The statistics tell us that over the last decade 84 percent of violent crimes in our city were committed by black suspects and the majority of the victims of those crimes were black. The vast majority of the violence was committed in predominantly black neighborhoods.

The majority of people in these neighborhoods are good, law-abiding citizens. They were sick of the violence and deserved better from all of us. They wanted our presence and challenged us to make their neighborhoods safe.

In response to those facts, I moved a significant portion of our police resources to these high-violence neighborhoods and instructed our officers to take a zero-tolerance policy toward unlawful behavior. As a result, a higher number of blacks are stopped for traffic and pedestrian violations than whites.

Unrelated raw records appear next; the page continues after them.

//! Identifier and request types
//!
//! - [`TxnId`]: names a requesting transaction
//! - [`ItemId`]: names a lockable data item
//! - [`LockRequest`]: one request as fed to a session

use crate::mode::LockMode;
use serde::{Deserialize, Serialize};

/// Identifier of a transaction issuing lock requests
///
/// Opaque: carries no attributes beyond identity.
///
/// # Examples
///
/// ```
/// use lockgrant_core::TxnId;
///
/// let t: TxnId = 7.into();
/// assert_eq!(t, TxnId(7));
/// assert_eq!(t.to_string(), "7");
/// ```
#[derive(Debug, Clone, Copy, PartialEq, Eq, PartialOrd, Ord, Hash, Serialize, Deserialize)]
#[serde(transparent)]
pub struct TxnId(pub i64);

impl From<i64> for TxnId {
    fn from(id: i64) -> Self {
        TxnId(id)
    }
}

impl std::fmt::Display for TxnId {
    fn fmt(&self, f: &mut std::fmt::Formatter<'_>) -> std::fmt::Result {
        write!(f, "{}", self.0)
    }
}

/// Identifier of a lockable data item
#[derive(Debug, Clone, Copy, PartialEq, Eq, PartialOrd, Ord, Hash, Serialize, Deserialize)]
#[serde(transparent)]
pub struct ItemId(pub i64);

impl From<i64> for ItemId {
    fn from(id: i64) -> Self {
        ItemId(id)
    }
}

impl std::fmt::Display for ItemId {
    fn fmt(&self, f: &mut std::fmt::Formatter<'_>) -> std::fmt::Result {
        write!(f, "{}", self.0)
    }
}

/// A single lock request
///
/// Field order follows the conventional `MODE TXN ITEM` request layout,
/// which is also how the request is displayed.
///
/// # Examples
///
/// ```
/// use lockgrant_core::{LockMode, LockRequest};
///
/// let req = LockRequest::shared(1, 100);
/// assert_eq!(req.mode, LockMode::Shared);
/// assert_eq!(req.to_string(), "S 1 100");
/// ```
#[derive(Debug, Clone, Copy, PartialEq, Eq, Hash, Serialize, Deserialize)]
pub struct LockRequest {
    /// Requested mode
    pub mode: LockMode,
    /// Requesting transaction
    pub txn: TxnId,
    /// Target item
    pub item: ItemId,
}

impl LockRequest {
    /// Create a request
    pub fn new(mode: LockMode, txn: impl Into<TxnId>, item: impl Into<ItemId>) -> Self {
        Self {
            mode,
            txn: txn.into(),
            item: item.into(),
        }
    }

    /// Create a shared-mode request
    pub fn shared(txn: impl Into<TxnId>, item: impl Into<ItemId>) -> Self {
        Self::new(LockMode::Shared, txn, item)
    }

    /// Create an exclusive-mode request
    pub fn exclusive(txn: impl Into<TxnId>, item: impl Into<ItemId>) -> Self {
        Self::new(LockMode::Exclusive, txn, item)
    }
}

impl std::fmt::Display for LockRequest {
    fn fmt(&self, f: &mut std::fmt::Formatter<'_>) -> std::fmt::Result {
        write!(f, "{} {} {}", self.mode, self.txn, self.item)
    }
}
//! Unified error types for Lockgrant.
//!
//! Lock evaluation never fails; these errors only come from the textual and
//! serialized edges of the API.

use thiserror::Error;

/// All Lockgrant errors.
#[derive(Debug, Error)]
pub enum Error {
    /// Unknown lock mode symbol
    #[error("invalid lock mode: {0}")]
    InvalidMode(String),

    /// Unknown verdict text
    #[error("invalid verdict: {0}")]
    InvalidVerdict(String),

    /// Snapshot encoding or decoding failed
    #[error("serialization error: {0}")]
    Serialization(String),
}

/// Result type for Lockgrant operations.
pub type Result<T> = std::result::Result<T, Error>;

impl Error {
    /// Check if this error came from parsing a mode or verdict.
    pub fn is_parse_error(&self) -> bool {
        matches!(self, Error::InvalidMode(_) | Error::InvalidVerdict(_))
    }
}

// Convert from internal core errors
impl From<lockgrant_core::Error> for Error {
    fn from(e: lockgrant_core::Error) -> Self {
        use lockgrant_core::Error as CoreError;
        match e {
            CoreError::InvalidMode(symbol) => Error::InvalidMode(symbol),
            CoreError::InvalidVerdict(text) => Error::InvalidVerdict(text),
            CoreError::Serialization(msg) => Error::Serialization(msg),
        }
    }
}

// Convert from serde_json errors
impl From<serde_json::Error> for Error {
    fn from(e: serde_json::Error) -> Self {
        Error::Serialization(e.to_string())
    }
}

During each stop, I require the officers to remain respectful, explain why they are in the neighborhood and explain to the person the reason for the stop. This communication between the officer and offender is necessary and expected and has proven fruitful in gaining information and, in most cases, compliance has been achieved through a warning citation. Because of this proactive and focused use of our police resources we had five murders in our city in 2011. Murders have dropped 82 percent and overall violence has dropped by 55 percent since 2006. We must and we will continue this approach to crime control.

We have implemented a number of innovative programs to prevent violence in the future. Our “Cool to be in School” program provides impoverished children the supplies they need for their classroom education and we work with the schools and parents to reduce truancy. Our juvenile diversion program is working to keep children that commit minor offenses out of the juvenile justice system and, instead, surround them with the types of services that will help them change their behavior.

We do a gun buyback every year to reduce the number of guns on our streets and provide gun safety locks to prevent gun injuries to children. This is positive change. This is problem solving. This is hard work. There are a number of dedicated community leaders who meet with me and the department and help us make our city safe. The leadership of the NAACP has not helped us with these or any of our crime reduction efforts. I wish they would.

I am human and so are my officers. We make mistakes. When we do, please let me know and I promise that we will work to resolve it and improve.
In the sense of fairness, when we do a good job let us know that, too. We should all be supporting and thanking the brave and dedicated police officers who are working to reduce crime and gain the trust and respect of our citizens. These men and women are heroes.